The sooner this is recognized the better of EMS will be.
This is the same group that wrote a paper (last year? maybe early this year?) about outcomes after cardiac arrest when comparing ALS and BLS. Although I don't have full access to the current study, given that it is the same group, using the same raw data and looking at the same question, I'm confident in saying that they did the same thing and made the same mistake. Yes, I know the first response will be to blow this off without thinking.

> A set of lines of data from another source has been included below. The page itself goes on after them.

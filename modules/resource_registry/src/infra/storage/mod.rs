//! Storage layer - key/value store implementations

pub mod memory;

pub use memory::MemoryStore;
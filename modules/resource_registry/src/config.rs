//! Configuration for a registry instance

use crate::contract::RegistryError;
use chrono::{DateTime, Utc};
use serde::{Deserialize, Serialize};
use serde_json::{Map, Value};
use std::fmt;
use std::path::PathBuf;
use std::str::FromStr;

/// Registry configuration
#[derive(Debug, Clone, Default, PartialEq, Eq, Serialize, Deserialize)]
#[serde(default, deny_unknown_fields)]
pub struct Configuration {
    /// Registry name
    pub name: Option<String>,

    /// Application root directory
    pub root: Option<PathBuf>,

    /// Location feature definitions are loaded from
    pub load_path: Option<String>,

    /// When the registry was configured
    pub created_at: Option<DateTime<Utc>>,

    /// Also keep each feature's metadata in the registry's meta index
    pub register_meta: bool,
}

impl Configuration {
    /// Value of a single attribute; `None` when it was never set
    pub fn get(&self, attribute: ConfigAttribute) -> Option<Value> {
        match attribute {
            ConfigAttribute::Name => self.name.clone().map(Value::String),
            ConfigAttribute::Root => self
                .root
                .as_ref()
                .map(|root| Value::String(root.to_string_lossy().into_owned())),
            ConfigAttribute::LoadPath => self.load_path.clone().map(Value::String),
            ConfigAttribute::CreatedAt => self
                .created_at
                .map(|created_at| Value::String(created_at.to_rfc3339())),
            ConfigAttribute::RegisterMeta => Some(Value::Bool(self.register_meta)),
        }
    }

    /// Flat view of every attribute that has a value
    pub fn to_map(&self) -> Map<String, Value> {
        ConfigAttribute::ALL
            .iter()
            .filter_map(|attribute| {
                self.get(*attribute)
                    .map(|value| (attribute.as_str().to_string(), value))
            })
            .collect()
    }
}

/// Fixed configuration schema
#[derive(Debug, Clone, Copy, PartialEq, Eq, Hash)]
pub enum ConfigAttribute {
    Name,
    Root,
    LoadPath,
    CreatedAt,
    RegisterMeta,
}

impl ConfigAttribute {
    pub const ALL: [Self; 5] = [
        Self::Name,
        Self::Root,
        Self::LoadPath,
        Self::CreatedAt,
        Self::RegisterMeta,
    ];

    pub fn as_str(&self) -> &'static str {
        match self {
            Self::Name => "name",
            Self::Root => "root",
            Self::LoadPath => "load_path",
            Self::CreatedAt => "created_at",
            Self::RegisterMeta => "register_meta",
        }
    }
}

impl FromStr for ConfigAttribute {
    type Err = RegistryError;

    fn from_str(s: &str) -> Result<Self, Self::Err> {
        Self::ALL
            .into_iter()
            .find(|attribute| attribute.as_str() == s)
            .ok_or_else(|| RegistryError::ConfigurationAttributeNotFound {
                attribute: s.to_string(),
            })
    }
}

impl fmt::Display for ConfigAttribute {
    fn fmt(&self, f: &mut fmt::Formatter<'_>) -> fmt::Result {
        f.write_str(self.as_str())
    }
}

#[cfg(test)]
mod tests {
    use super::*;
    use serde_json::json;

    #[test]
    fn test_default_configuration_only_exposes_register_meta() {
        let config = Configuration::default();
        let map = config.to_map();

        assert_eq!(map.len(), 1);
        assert_eq!(map.get("register_meta"), Some(&json!(false)));
        assert_eq!(config.get(ConfigAttribute::Name), None);
    }

    #[test]
    fn test_attribute_names_round_trip() {
        for attribute in ConfigAttribute::ALL {
            assert_eq!(attribute.as_str().parse::<ConfigAttribute>(), Ok(attribute));
        }
    }

    #[test]
    fn test_unknown_attribute_is_rejected() {
        let result = "not_a_config_attribute".parse::<ConfigAttribute>();
        assert_eq!(
            result,
            Err(RegistryError::ConfigurationAttributeNotFound {
                attribute: "not_a_config_attribute".to_string(),
            })
        );
    }

    #[test]
    fn test_configuration_deserializes_partial_input() {
        let config: Configuration = serde_json::from_value(json!({
            "name": "enroll",
            "load_path": "system/templates"
        }))
        .unwrap();

        assert_eq!(config.name.as_deref(), Some("enroll"));
        assert_eq!(config.load_path.as_deref(), Some("system/templates"));
        assert!(config.root.is_none());
        assert!(!config.register_meta);
    }

    #[test]
    fn test_configuration_rejects_unknown_fields() {
        let result: Result<Configuration, _> =
            serde_json::from_value(json!({ "name": "enroll", "colour": "blue" }));
        assert!(result.is_err());
    }

    #[test]
    fn test_root_renders_as_string() {
        let config = Configuration {
            root: Some(PathBuf::from("./lib")),
            ..Configuration::default()
        };
        assert_eq!(config.get(ConfigAttribute::Root), Some(json!("./lib")));
    }
}
//! Resource Registry Module
//!
//! Hierarchical feature registry. Features are registered at a position in a
//! dotted namespace tree, carry their own enable flag, metadata and settings,
//! and are only effectively enabled when every registered ancestor along
//! their namespace path is enabled too.

// Public exports
pub mod contract;
pub use contract::{
    client::FeatureRegistryApi, error::RegistryError, Behavior, Feature, Item, Meta, Setting,
};

pub mod config;
pub use config::{ConfigAttribute, Configuration};

pub mod domain;
pub use domain::{
    parent_namespace, qualified_key, KeyValueStore, Registry, ResolvedFeature, StoreEntry, StoreError,
};

pub mod infra;
pub use infra::storage::MemoryStore;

The problem is that they are using medicare billing codes to group people into groups for comparison. Great idea, except it goes by the belief that a cardiac arrest is always a cardiac arrest and always the same, or in this case, a stroke/trauma/MI/respiratory failure is always a stroke/trauma/MI/respiratory failure and always the same. This is patently not true; the simple act of using a medicare code to indicate what was wrong with the patient (especially when done by EMS providers) and possibly how severe the problem is does not allow the true comparison of 2 similarly coded people without actually looking at the individual patient. To put it another way; one group might say that patient X had a stroke, while another says patient Y also had a stroke and use the same codes...except patient X had a mild CVA with almost full resolution, and patient Y had a severe cerebral hemorrhage. Or, very likely given that it's EMS, patient X didn't even have a stroke but was coded that way by the ambulance company. If all that is looked at is medicare codes and who transported the patient, not the actual patient severity, this leads to a false comparison.

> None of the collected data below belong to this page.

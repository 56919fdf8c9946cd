//! Contract error types for the resource registry

/// Resource registry errors
///
/// Every variant is a programming-error class failure raised synchronously
/// to the caller; none of them is transient.
#[derive(Debug, Clone, PartialEq, Eq, thiserror::Error)]
pub enum RegistryError {
    /// Value handed to registration does not have the shape of a feature
    #[error("Invalid feature: {reason}")]
    InvalidFeatureType {
        /// What is wrong with the value
        reason: String,
    },

    /// Qualified key (or bare key) is already registered
    #[error("Feature already registered: {key}")]
    DuplicateFeature {
        /// Conflicting key
        key: String,
    },

    /// No feature registered under the bare key
    #[error("Feature not found: {key}")]
    FeatureNotFound {
        /// Requested bare key
        key: String,
    },

    /// Attribute name outside the configuration schema
    #[error("Configuration attribute not found: {attribute}")]
    ConfigurationAttributeNotFound {
        /// Requested attribute name
        attribute: String,
    },

    /// Feature item is missing or is a plain value
    #[error("Feature item is not invocable: {key}")]
    ItemNotInvocable {
        /// Bare key of the feature
        key: String,
    },
}

impl RegistryError {
    pub(crate) fn invalid(reason: impl Into<String>) -> Self {
        Self::InvalidFeatureType {
            reason: reason.into(),
        }
    }

    pub(crate) fn not_found(key: impl Into<String>) -> Self {
        Self::FeatureNotFound { key: key.into() }
    }
}

#[cfg(test)]
mod tests {
    use super::*;

    #[test]
    fn test_error_messages_carry_context() {
        let err = RegistryError::DuplicateFeature {
            key: "vessel.boat".to_string(),
        };
        assert_eq!(err.to_string(), "Feature already registered: vessel.boat");

        let err = RegistryError::not_found("trawler");
        assert_eq!(err.to_string(), "Feature not found: trawler");

        let err = RegistryError::invalid("key cannot be empty");
        assert_eq!(err.to_string(), "Invalid feature: key cannot be empty");
    }
}
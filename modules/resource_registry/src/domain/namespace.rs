//! Dotted namespace path helpers

/// Separator between namespace segments in a path
pub const SEPARATOR: char = '.';

/// Join namespace segments and a key into a qualified key
pub fn qualified_key<S: AsRef<str>>(namespace: &[S], key: &str) -> String {
    let mut qualified = join(namespace);
    if !qualified.is_empty() {
        qualified.push(SEPARATOR);
    }
    qualified.push_str(key);
    qualified
}

/// Dot-joined namespace path; empty for the root namespace
pub fn join<S: AsRef<str>>(namespace: &[S]) -> String {
    let mut path = String::new();
    for (i, segment) in namespace.iter().enumerate() {
        if i > 0 {
            path.push(SEPARATOR);
        }
        path.push_str(segment.as_ref());
    }
    path
}

/// Qualified key with its final segment removed
///
/// `ns_0.ns_1.ns_2` yields `ns_0.ns_1`; a key without separator yields `""`.
pub fn parent_namespace(qualified_key: &str) -> &str {
    qualified_key
        .rsplit_once(SEPARATOR)
        .map_or("", |(parent, _)| parent)
}

/// Every prefix path of a namespace, root-most first
///
/// `[vessel, boat, sail]` yields `vessel`, `vessel.boat`, `vessel.boat.sail`.
pub fn ancestor_paths<S: AsRef<str>>(namespace: &[S]) -> Vec<String> {
    let mut paths = Vec::with_capacity(namespace.len());
    let mut current = String::new();
    for segment in namespace {
        if !current.is_empty() {
            current.push(SEPARATOR);
        }
        current.push_str(segment.as_ref());
        paths.push(current.clone());
    }
    paths
}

Before anyone says it, in the first study they did look at some of the initial hospital medicare codes as well and I bet they did the same here; unfortunately this does not validate the whatever was chosen by the ambulance companies. Medicare allows billing and coding if the problem was "present at any time" (or words to that effect), and given the problems that were looked at (cardiac arrest, MI, CVA, major trauma, respiratory failure) it would be very unsurprising if many hospitals and doctors coded these encounters in a specific way due to the initial concern and reception.

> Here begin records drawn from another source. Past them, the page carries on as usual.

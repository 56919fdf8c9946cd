//! Contract layer - public API for collaborators of the registry
//!
//! This layer contains the feature entities, the error type and the
//! read-side trait that other components receive by injection.

pub mod client;
pub mod error;
pub mod model;

pub use client::FeatureRegistryApi;
pub use error::RegistryError;
pub use model::{Behavior, Feature, Item, Meta, Setting};
//! Favorites: a user's bookmark of an asset.

use crate::error::Result;
use crate::objects::asset::AssetRef;
use crate::objects::user::User;
use crate::objects::{api_object, object_type};
use crate::urls;
use serde::{Deserialize, Serialize};

/// One user's favorite of one asset.
///
/// The record's url id is the compound `{asset_xid}:{user_xid}`, which
/// is also how the resource is addressed.
#[derive(Clone, Debug, Default, PartialEq, Serialize, Deserialize)]
#[serde(rename_all = "camelCase", default)]
pub struct Favorite {
    /// Full tag URI identifier.
    #[serde(skip_serializing_if = "Option::is_none")]
    pub id: Option<String>,
    #[serde(skip_serializing_if = "Option::is_none")]
    pub url_id: Option<String>,
    #[serde(skip_serializing_if = "Vec::is_empty")]
    pub object_types: Vec<String>,
    #[serde(skip_serializing_if = "Option::is_none")]
    pub author: Option<User>,
    #[serde(skip_serializing_if = "Option::is_none")]
    pub in_reply_to: Option<AssetRef>,
    /// When the favorite was made, W3CDTF.
    #[serde(skip_serializing_if = "Option::is_none")]
    pub published: Option<String>,
}

api_object!(Favorite, uri: Some(object_type::FAVORITE), self_link: "/favorites/{}.json");

impl Favorite {
    /// Resource URL for one user's favorite of one asset.
    pub fn url_for(asset_xid: &str, user_xid: &str) -> Result<String> {
        Ok(format!(
            "/favorites/{}:{}.json",
            urls::validate_url_id(asset_xid)?,
            urls::validate_url_id(user_xid)?
        ))
    }
}

#[cfg(test)]
mod tests {
    use super::*;
    use crate::objects::ApiObject;

    #[test]
    fn test_compound_url() {
        assert_eq!(
            Favorite::url_for("6a0110", "6p0120").unwrap(),
            "/favorites/6a0110:6p0120.json"
        );
        assert!(Favorite::url_for("6a0110", "").is_err());
    }

    #[test]
    fn test_self_link_uses_compound_url_id() {
        let favorite: Favorite = serde_json::from_value(serde_json::json!({
            "urlId": "6a0110:6p0120",
            "objectTypes": [object_type::FAVORITE],
            "author": {"objectTypes": [object_type::USER], "urlId": "6p0120"},
            "inReplyTo": {"ref": "tag:api.typepad.com,2009:6a0110", "urlId": "6a0110"},
        }))
        .unwrap();

        assert_eq!(
            favorite.make_self_link().as_deref(),
            Some("/favorites/6a0110:6p0120.json")
        );
        assert_eq!(
            favorite.in_reply_to.as_ref().and_then(|r| r.url_id.as_deref()),
            Some("6a0110")
        );
    }
}
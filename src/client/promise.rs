//! Deferred typed values settled by batch dispatch.

use crate::error::{Result, TypePadError};
use std::fmt;
use std::panic::Location;
use std::sync::{Arc, Mutex, PoisonError};

enum PromiseState<T> {
    Pending,
    Delivered(T),
    Failed(TypePadError),
}

/// A typed value that a batch dispatch fills in later.
///
/// A promise starts out pending; dispatch settles it exactly once with
/// either a decoded value or a typed failure. Reading before delivery
/// fails with [`TypePadError::NotDelivered`] naming the construction
/// site, which is usually more useful than the read site.
///
/// Clones share state: settling one settles them all.
pub struct Promise<T> {
    method: String,
    url: String,
    origin: &'static Location<'static>,
    state: Arc<Mutex<PromiseState<T>>>,
}

impl<T> Promise<T> {
    /// The construction site recorded as the origin is the nearest caller
    /// outside the crate's own `#[track_caller]` chain, i.e. user code.
    #[track_caller]
    pub(crate) fn new(method: impl Into<String>, url: impl Into<String>) -> Self {
        Promise {
            method: method.into(),
            url: url.into(),
            origin: Location::caller(),
            state: Arc::new(Mutex::new(PromiseState::Pending)),
        }
    }

    /// The HTTP method this promise was prepared with.
    pub fn method(&self) -> &str {
        &self.method
    }

    /// The target URL as given at construction.
    pub fn url(&self) -> &str {
        &self.url
    }

    /// File and line where this promise was created.
    pub fn origin(&self) -> &'static Location<'static> {
        self.origin
    }

    fn lock(&self) -> std::sync::MutexGuard<'_, PromiseState<T>> {
        // a poisoned promise still holds a valid state to report
        self.state.lock().unwrap_or_else(PoisonError::into_inner)
    }

    /// True once dispatch has settled this promise, with a value or a
    /// failure.
    pub fn delivered(&self) -> bool {
        !matches!(*self.lock(), PromiseState::Pending)
    }

    /// True when dispatch settled this promise with a failure.
    pub fn failed(&self) -> bool {
        matches!(*self.lock(), PromiseState::Failed(_))
    }

    /// Consume the promise for a by-value read, for payload types that
    /// are not `Clone`.
    ///
    /// Requires this to be the last handle on the state; a delivered
    /// value cannot be taken out while clones still share it.
    pub fn into_inner(self) -> Result<T> {
        match Arc::try_unwrap(self.state) {
            Ok(state) => match state.into_inner().unwrap_or_else(PoisonError::into_inner) {
                PromiseState::Pending => Err(TypePadError::NotDelivered {
                    origin: self.origin,
                }),
                PromiseState::Delivered(value) => Ok(value),
                PromiseState::Failed(error) => Err(error),
            },
            Err(shared) => {
                let state = shared.lock().unwrap_or_else(PoisonError::into_inner);
                match &*state {
                    PromiseState::Pending => Err(TypePadError::NotDelivered {
                        origin: self.origin,
                    }),
                    PromiseState::Delivered(_) => Err(TypePadError::Usage(
                        "cannot take a delivered value out of a shared promise".to_string(),
                    )),
                    PromiseState::Failed(error) => Err(error.clone()),
                }
            }
        }
    }

    pub(crate) fn fulfill(&self, value: T) {
        *self.lock() = PromiseState::Delivered(value);
    }

    pub(crate) fn fail(&self, error: TypePadError) {
        *self.lock() = PromiseState::Failed(error);
    }
}

impl<T: Clone> Promise<T> {
    /// The delivered value.
    ///
    /// Fails with [`TypePadError::NotDelivered`] while pending, and
    /// replays the delivery failure on every read after a failed
    /// dispatch.
    pub fn get(&self) -> Result<T> {
        match &*self.lock() {
            PromiseState::Pending => Err(TypePadError::NotDelivered {
                origin: self.origin,
            }),
            PromiseState::Delivered(value) => Ok(value.clone()),
            PromiseState::Failed(error) => Err(error.clone()),
        }
    }
}

impl<T> Clone for Promise<T> {
    fn clone(&self) -> Self {
        Promise {
            method: self.method.clone(),
            url: self.url.clone(),
            origin: self.origin,
            state: Arc::clone(&self.state),
        }
    }
}

impl<T> fmt::Debug for Promise<T> {
    fn fmt(&self, f: &mut fmt::Formatter<'_>) -> fmt::Result {
        let state = match &*self.lock() {
            PromiseState::Pending => "pending",
            PromiseState::Delivered(_) => "delivered",
            PromiseState::Failed(_) => "failed",
        };
        f.debug_struct("Promise")
            .field("method", &self.method)
            .field("url", &self.url)
            .field("origin", &format_args!("{}", self.origin))
            .field("state", &state)
            .finish()
    }
}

At least in the first study (and again, I don't have access to the full version of the current one) the way they analyzed the numbers to "prove" their validity also showed the flaws in their reasoning, although this was not recognized by the authors. It was recognized by several other doctors who were nice enough to write in to the Annals of Internal Medicine about it. While not meant as a disparagement towards AIM in any way, shape or form, I think there may have been a reason that both studies were published there and not in any of the emergency medicine journals.
So, is the authors conclusion wrong? Well...I don't think so, though it isn't really fully right either. I do think they reached their conclusion in the wrong way and are using a broad brush (even a spray gun one might say) to paint a picture that needs a finer touch. In reality, paramedics are very much misused in America, and even though we do tend to treat a vast number of patients (in most places) the majority of those people don't NEED any treatement; they would have the same outcome if they got a quick ride to an ER and waited for a bit longer. And when I say majority, I mean about 95% or more. The times when a paramedic will have a real impact (and in this setting comfort and symptom relief don't come into play) on a patient's outcome are very few and far between.
The sooner this is recognized the better of EMS will be.